■ Problem
For this exercise, return exactly the lines of the material below that begin at the one with "const MAX_COLS: usize = 256;" and stop after the one with "get positional names.".

■ Data section
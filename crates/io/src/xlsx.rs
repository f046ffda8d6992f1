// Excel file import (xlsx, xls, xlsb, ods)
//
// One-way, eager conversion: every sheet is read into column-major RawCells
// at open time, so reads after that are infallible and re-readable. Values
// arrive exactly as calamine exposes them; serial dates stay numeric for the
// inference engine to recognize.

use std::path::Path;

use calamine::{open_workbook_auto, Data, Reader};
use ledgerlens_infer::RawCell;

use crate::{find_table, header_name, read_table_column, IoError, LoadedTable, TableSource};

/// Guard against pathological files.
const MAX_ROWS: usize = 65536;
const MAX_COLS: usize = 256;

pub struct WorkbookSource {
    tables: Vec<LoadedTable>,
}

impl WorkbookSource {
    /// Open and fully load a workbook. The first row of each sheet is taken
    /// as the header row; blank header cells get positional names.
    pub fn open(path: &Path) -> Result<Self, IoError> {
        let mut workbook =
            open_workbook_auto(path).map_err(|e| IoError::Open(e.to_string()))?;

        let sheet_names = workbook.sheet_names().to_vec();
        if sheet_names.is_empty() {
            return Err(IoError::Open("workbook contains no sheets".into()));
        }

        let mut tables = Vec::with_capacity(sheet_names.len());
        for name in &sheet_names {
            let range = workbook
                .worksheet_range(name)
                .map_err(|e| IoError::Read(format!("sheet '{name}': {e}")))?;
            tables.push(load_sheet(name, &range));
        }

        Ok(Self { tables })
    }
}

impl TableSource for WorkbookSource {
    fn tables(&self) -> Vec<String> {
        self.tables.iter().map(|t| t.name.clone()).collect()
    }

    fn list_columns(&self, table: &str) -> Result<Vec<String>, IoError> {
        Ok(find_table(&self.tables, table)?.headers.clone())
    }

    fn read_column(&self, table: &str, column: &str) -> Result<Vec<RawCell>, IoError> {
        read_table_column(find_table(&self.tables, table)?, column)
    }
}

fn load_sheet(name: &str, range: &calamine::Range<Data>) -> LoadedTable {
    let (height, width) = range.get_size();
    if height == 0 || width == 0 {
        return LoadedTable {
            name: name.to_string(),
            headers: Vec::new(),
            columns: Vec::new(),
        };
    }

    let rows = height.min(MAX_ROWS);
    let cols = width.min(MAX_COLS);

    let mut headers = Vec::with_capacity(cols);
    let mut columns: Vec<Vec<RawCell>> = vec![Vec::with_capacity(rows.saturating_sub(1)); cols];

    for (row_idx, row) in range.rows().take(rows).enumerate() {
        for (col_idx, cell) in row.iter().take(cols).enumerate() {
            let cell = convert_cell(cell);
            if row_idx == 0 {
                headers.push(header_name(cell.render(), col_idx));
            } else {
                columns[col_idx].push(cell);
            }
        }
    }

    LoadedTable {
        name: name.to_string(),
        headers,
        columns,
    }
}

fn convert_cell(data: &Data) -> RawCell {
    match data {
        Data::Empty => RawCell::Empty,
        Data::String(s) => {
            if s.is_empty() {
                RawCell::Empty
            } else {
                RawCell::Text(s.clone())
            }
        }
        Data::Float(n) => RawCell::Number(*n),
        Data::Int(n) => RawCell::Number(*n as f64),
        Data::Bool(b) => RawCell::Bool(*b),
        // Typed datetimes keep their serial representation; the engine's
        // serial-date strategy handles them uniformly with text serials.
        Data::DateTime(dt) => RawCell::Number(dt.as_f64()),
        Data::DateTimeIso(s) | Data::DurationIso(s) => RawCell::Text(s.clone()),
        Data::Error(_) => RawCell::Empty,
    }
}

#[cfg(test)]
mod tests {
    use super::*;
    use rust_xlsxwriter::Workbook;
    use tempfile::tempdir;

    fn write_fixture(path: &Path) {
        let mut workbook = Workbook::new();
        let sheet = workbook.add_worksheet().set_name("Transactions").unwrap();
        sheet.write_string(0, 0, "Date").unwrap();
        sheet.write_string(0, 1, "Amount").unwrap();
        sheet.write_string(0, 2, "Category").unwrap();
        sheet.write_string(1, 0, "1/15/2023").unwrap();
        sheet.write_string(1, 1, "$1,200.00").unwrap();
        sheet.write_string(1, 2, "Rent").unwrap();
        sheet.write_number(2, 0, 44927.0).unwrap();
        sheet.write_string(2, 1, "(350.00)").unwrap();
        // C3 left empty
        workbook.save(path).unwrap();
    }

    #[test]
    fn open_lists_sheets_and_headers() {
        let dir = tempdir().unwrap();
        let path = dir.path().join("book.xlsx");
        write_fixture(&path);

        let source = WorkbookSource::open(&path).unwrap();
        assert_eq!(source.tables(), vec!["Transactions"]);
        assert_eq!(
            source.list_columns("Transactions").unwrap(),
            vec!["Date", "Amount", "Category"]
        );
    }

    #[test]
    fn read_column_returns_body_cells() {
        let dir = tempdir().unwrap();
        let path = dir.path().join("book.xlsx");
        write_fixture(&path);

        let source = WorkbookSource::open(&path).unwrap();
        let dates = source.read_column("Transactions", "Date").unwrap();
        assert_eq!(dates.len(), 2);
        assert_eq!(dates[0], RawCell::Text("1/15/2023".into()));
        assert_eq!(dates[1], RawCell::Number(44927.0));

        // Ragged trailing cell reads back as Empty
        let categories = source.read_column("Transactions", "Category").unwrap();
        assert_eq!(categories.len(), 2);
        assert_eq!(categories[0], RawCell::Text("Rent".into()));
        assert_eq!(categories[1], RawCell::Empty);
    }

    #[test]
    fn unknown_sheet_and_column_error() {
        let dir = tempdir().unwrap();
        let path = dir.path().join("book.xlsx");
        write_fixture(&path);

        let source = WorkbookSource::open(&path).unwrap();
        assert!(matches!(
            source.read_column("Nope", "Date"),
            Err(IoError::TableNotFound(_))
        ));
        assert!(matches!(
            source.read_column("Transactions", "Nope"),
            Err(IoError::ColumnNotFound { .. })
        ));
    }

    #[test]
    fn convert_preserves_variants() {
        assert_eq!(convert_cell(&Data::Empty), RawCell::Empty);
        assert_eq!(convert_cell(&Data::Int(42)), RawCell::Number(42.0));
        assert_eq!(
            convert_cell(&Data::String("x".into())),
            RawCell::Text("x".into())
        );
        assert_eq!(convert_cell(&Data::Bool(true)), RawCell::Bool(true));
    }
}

■ Answer space
const MAX_COLS: usize = 256;

pub struct WorkbookSource {
    tables: Vec<LoadedTable>,
}

impl WorkbookSource {
    /// Open and fully load a workbook. The first row of each sheet is taken
    /// as the header row; blank header cells get positional names.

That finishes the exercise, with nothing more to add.